But the Parisian burger of Linda's Drive-In stood out. Put it this way: if a local high schooler were to cut school in the 1960s and 1970s, there were two popular options — hit the beach or grab a Parisian burger at Linda's Drive-In.
Linda's Drive-In is long gone, demolished in about 1985 to make way for the Wolf Camera that exists now at Escuela Avenue and El Camino Real. But its beloved burger is being replicated at two local restaurants: Armadillo Willy's in Los Altos and Pezzella's Villa Napoli in Sunnyvale.
Recently, a Voice writer sat down with his uncle Geoff, who ate Parisian burgers regularly as a teenager in 1960s Mountain View, to see which version is truest to the original.
People who remember the Parisian burger agree that it was two beef patties, American cheese, a French roll bun (from a bakery called "Parisian," hence the name) and a glob of "special sauce" made from ketchup, mustard, dried onions, celery seed and pepper. Tater tots were served on the side. Still, those same people can disagree strongly about their favorite burger.
"Everybody remembers something different," said Pat Pezzella, who owns Pezella's with his brother Vince. "One guy said, 'The burger is great, but there's something wrong with the sauce.'"
"What is it?" Pat recalls asking him.
"It was yellow."
"It was never yellow, what's the matter with you?"
"Another guy said, 'I remember the bun, it was oval,' Pat continued. "Where do you guys come up with this stuff?"
The Pezzellas moved from Brooklyn in 1956 and attended Mountain View High School (then located downtown) in the late 1950s. Since the summer of 2008, they have been serving the Parisian at their 52-year-old restaurant, a fairly upscale place that looks like an Italian villa.
Meanwhile, in late 2008 John Berwald unveiled his own version of the Parisian at his Armadillo Willy's chain of restaurants. Already, he said, it's outselling any other new dish. At the Los Altos location, 104 Parisian burgers sold in the first day, while 2,300 sold in the first week across all nine locations.
Berwald says he used to eat the burger "practically every day for lunch, and sometimes go back for dinner" while attending Cubberly High School (class of 1966) just over the Mountain View border in Palo Alto. "I always remembered that taste," he says. He had his friend Rusty, the pickiest eater he knows, give the final seal of approval on the sauce.
The bun and the sauce are probably the trickiest parts to replicate. After many years of mystery, the sauce recipe is readily available now on the Internet, although the restaurant owners spent months perfecting theirs. Berwald had a sourdough bun custom made by Le Boulanger bakery, while Pezzella's uses the bakery they've used for years to cook the restaurant's bread.
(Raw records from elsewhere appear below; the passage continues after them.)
//! Graded-report HTML generation.
//!
//! Items are interpolated as their JSON text, unescaped — the report is a
//! developer-facing artifact mirroring the raw grading output. Storage is
//! single-slot: every export overwrites the same file.

use std::fs;
use std::io;
use std::path::{Path, PathBuf};

use serde_json::Value;

pub const REPORT_FILENAME: &str = "report.html";

/// Render the graded items into a standalone HTML document.
pub fn render_report(graded: &[Value]) -> String {
    let mut html = String::from("<html><body><h1>Graded Report</h1><ul>");
    for item in graded {
        html.push_str("<li>");
        html.push_str(&item.to_string());
        html.push_str("</li>");
    }
    html.push_str("</ul></body></html>");
    html
}

/// Overwrite the report file in `dir` and return its path.
pub fn write_report(dir: &Path, html: &str) -> io::Result<PathBuf> {
    let path = dir.join(REPORT_FILENAME);
    fs::write(&path, html)?;
    Ok(path)
}
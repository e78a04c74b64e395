pub mod extract;

pub use extract::*;

use thiserror::Error;

/// Failure kinds for recovering an aggregation pipeline from generator text.
///
/// Every variant carries the trimmed generator response so callers can
/// surface it for manual recovery or re-prompting.
#[derive(Error, Debug)]
pub enum ExtractError {
    #[error("No pipeline array found in LLM response")]
    NoArrayFound { response: String },

    #[error("Parsed JSON is not an array")]
    NotAnArray { response: String, extracted: String },

    #[error("JSON decode error: {message}")]
    Decode {
        response: String,
        extracted: String,
        message: String,
    },
}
A Parisian burger was purchased from both restaurants and placed side by side on the table. Armadillo Willy's charged $7.25, while Pezzella's charged $10.80.
Geoff started with the Pezzella's version.
"Except for the roll, it's good," he said, later explaining that the roll was more like an Italian Ciabatta roll than the crispy-shelled French roll he remembered. "A lot of it is the roll and the sauce," he said. "This is a light, fluffy bun — that's not what the Parisian Burger was at all."
"But it's good as far as burgers go," Geoff concluded, ranking Pezzella's over any other local burger, even Clarke's.
Then he tried the Armadillo Willy's version, which has a roll crispy enough to shine.
"That's more like it," he said. "Armadillo Willy's pretty much nailed it."
For Geoff, it was Armadillo Willy's by a nose. Though it had less meat (one patty instead of Pezzella's historically correct double patty), the bun was more like sourdough, and it had more sauce with a "heavier" and "spicier" flavor to it. It also came with crispier tater tots.
Armadillo Willy's was closer by price, too. After all, Linda's was far from fancy. One former restaurant supervisor remembers using his whole arm to mix large batches of the sauce in a vat the size of a garbage can.
But Armadillo Willy's is serving the burger for a "limited time only" and Pezzella's may keep it around for the long run. And there's not doubt Pezzella's makes it with a certain degree of appreciation for Mountain View. Chefs Ralph and Maria Pezzella are in their 40s now, but both remember the Parisian burger "distinctly."
"They do it with a little bit of love because they remember it," Pat Pezzella said.